Flying Foxes

Bad news today for the large flying fox, which has just been given an extinction warning.  Apparently it could be flapping its way to the land of Dodos and Tasmanian Wolves in as little as six years.  I think it’s easy for people in places like the UK to overlook the human and economic factors involved in the hunting of such animals, but it’s always depressing to think the world might be parting ways with a species as dramatic as this.

The heads of these things look more like those of wolves or bears than the bats we get in this part of the world.  The (quite incredible) ARKive website has some pictures here, and although there are no videos of this species, it’s worth exploring their footage of similar flying foxes, such as this


I’m a big fan of medieval bestiaries.  In future posts I’m hoping to link to a few (there are some incredible digitised manuscripts available to read online), and pick out some of the things medieval scholars penned about animals both real and fictional.  Also, Jorge Luis Borges’ The Book of Imaginary Beings, which is something I love flicking through.  But these are digressions – for now here’s The Aberdeen Bestiary’s beautiful thoughts on the bat (from the birds section of the manuscript, naturally)…

“The bat, a lowly animal, gets its name from vesper, the evening, when it emerges. It is a winged creature but also a four-footed one, and it has teeth, which you would not usually find in birds. It gives birth like a quadruped, not to eggs but to live young.

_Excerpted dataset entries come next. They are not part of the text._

use std::sync::Arc;

use reqwest::Client;
use tokio::{
    sync::{broadcast, watch},
    task::JoinHandle,
};
use tracing::{info, warn};

mod banner;
pub mod config;
pub mod error;
pub mod hub;
pub mod loader;
pub mod pager;
pub mod reconciler;
pub mod stream_info;
pub mod view_state;

pub use banner::BannerState;
pub use config::{load_settings, DashboardSettings};
pub use error::{DashboardError, HubError, LoadError, StreamInfoError};
pub use hub::{ConnectionState, HubConnection, HubInvocation, ReconnectPolicy};
pub use loader::{
    DashboardSnapshot, HttpSnapshotSource, RetryPolicy, SnapshotLoader, SnapshotOrigin,
    SnapshotSource,
};
pub use pager::Pager;
pub use reconciler::{BannerTtls, DashboardEvent, Reconciler, ViewSection};
pub use stream_info::{StreamInfoClient, StreamInfoView};
pub use view_state::{Applied, ViewState};

/// Wires the snapshot loader, the hub connection and the reconciler together.
///
/// The intended order is [`Dashboard::load_snapshot`] followed by
/// [`Dashboard::connect_live`], which is what [`Dashboard::start`] does.
pub struct Dashboard {
    settings: DashboardSettings,
    http: Client,
    reconciler: Arc<Reconciler>,
    hub: Option<HubConnection>,
    consumer: Option<JoinHandle<()>>,
}

impl Dashboard {
    pub fn new(settings: DashboardSettings) -> Self {
        let reconciler = Reconciler::new(settings.banner_ttls());
        Self {
            settings,
            http: Client::new(),
            reconciler,
            hub: None,
            consumer: None,
        }
    }

    pub fn settings(&self) -> &DashboardSettings {
        &self.settings
    }

    pub fn reconciler(&self) -> &Arc<Reconciler> {
        &self.reconciler
    }

    pub fn subscribe(&self) -> broadcast::Receiver<DashboardEvent> {
        self.reconciler.subscribe()
    }

    pub async fn view(&self) -> ViewState {
        self.reconciler.view().await
    }

    /// Fetches the REST snapshot and seeds the view with it. Exhausted retries
    /// still seed an empty view.
    pub async fn load_snapshot(&self) -> Result<SnapshotOrigin, LoadError> {
        let source = HttpSnapshotSource::new(self.http.clone(), &self.settings.api_base_url)?;
        let loader = SnapshotLoader::new(Arc::new(source), self.settings.snapshot_retry());
        let snapshot = loader.load().await?;
        let origin = snapshot.origin;
        self.reconciler.seed(snapshot).await;
        Ok(origin)
    }

    /// Opens the hub connection and registers the update handlers. Calling it
    /// again while a connection exists is a no-op.
    pub async fn connect_live(&mut self) -> Result<(), HubError> {
        if self.hub.is_some() {
            return Ok(());
        }
        let (hub, invocations) =
            HubConnection::start(&self.settings.hub_url, self.settings.reconnect_policy()).await?;
        self.consumer = Some(self.reconciler.spawn_consumer(invocations));
        self.hub = Some(hub);
        Ok(())
    }

    pub async fn start(&mut self) -> Result<(), DashboardError> {
        let origin = self.load_snapshot().await?;
        if let SnapshotOrigin::Exhausted { attempts } = origin {
            warn!(attempts, "starting live updates on an empty view");
        }
        self.connect_live().await?;
        info!(hub_url = %self.settings.hub_url, "dashboard started");
        Ok(())
    }

    pub fn connection_state(&self) -> ConnectionState {
        self.hub
            .as_ref()
            .map_or(ConnectionState::Disconnected, HubConnection::state)
    }

    pub fn watch_connection(&self) -> Option<watch::Receiver<ConnectionState>> {
        self.hub.as_ref().map(HubConnection::watch_state)
    }

    pub fn stream_info_client(&self) -> Result<StreamInfoClient, StreamInfoError> {
        let url = self
            .settings
            .stream_info_url
            .as_deref()
            .ok_or(StreamInfoError::NotConfigured)?;
        Ok(StreamInfoClient::new(self.http.clone(), url))
    }

    /// Stops the hub, drains the handler task and cancels banner timers.
    pub async fn shutdown(&mut self) {
        if let Some(mut hub) = self.hub.take() {
            hub.stop().await;
        }
        if let Some(consumer) = self.consumer.take() {
            let _ = consumer.await;
        }
        self.reconciler.shutdown().await;
        info!("dashboard stopped");
    }
}

#[cfg(test)]
#[path = "tests/lib_tests.rs"]
mod tests;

It flies, but not on wings; it supports itself by making a rowing motion with its skin, and, suspended just as on wings, it darts around.

There is one thing which these mean creatures do, however: they cling to each other and hang together from one place looking like a cluster of grapes, and if the last lets go, the whole group disintegrate; it is a kind of act of love, of a sort which is difficult to find among men.”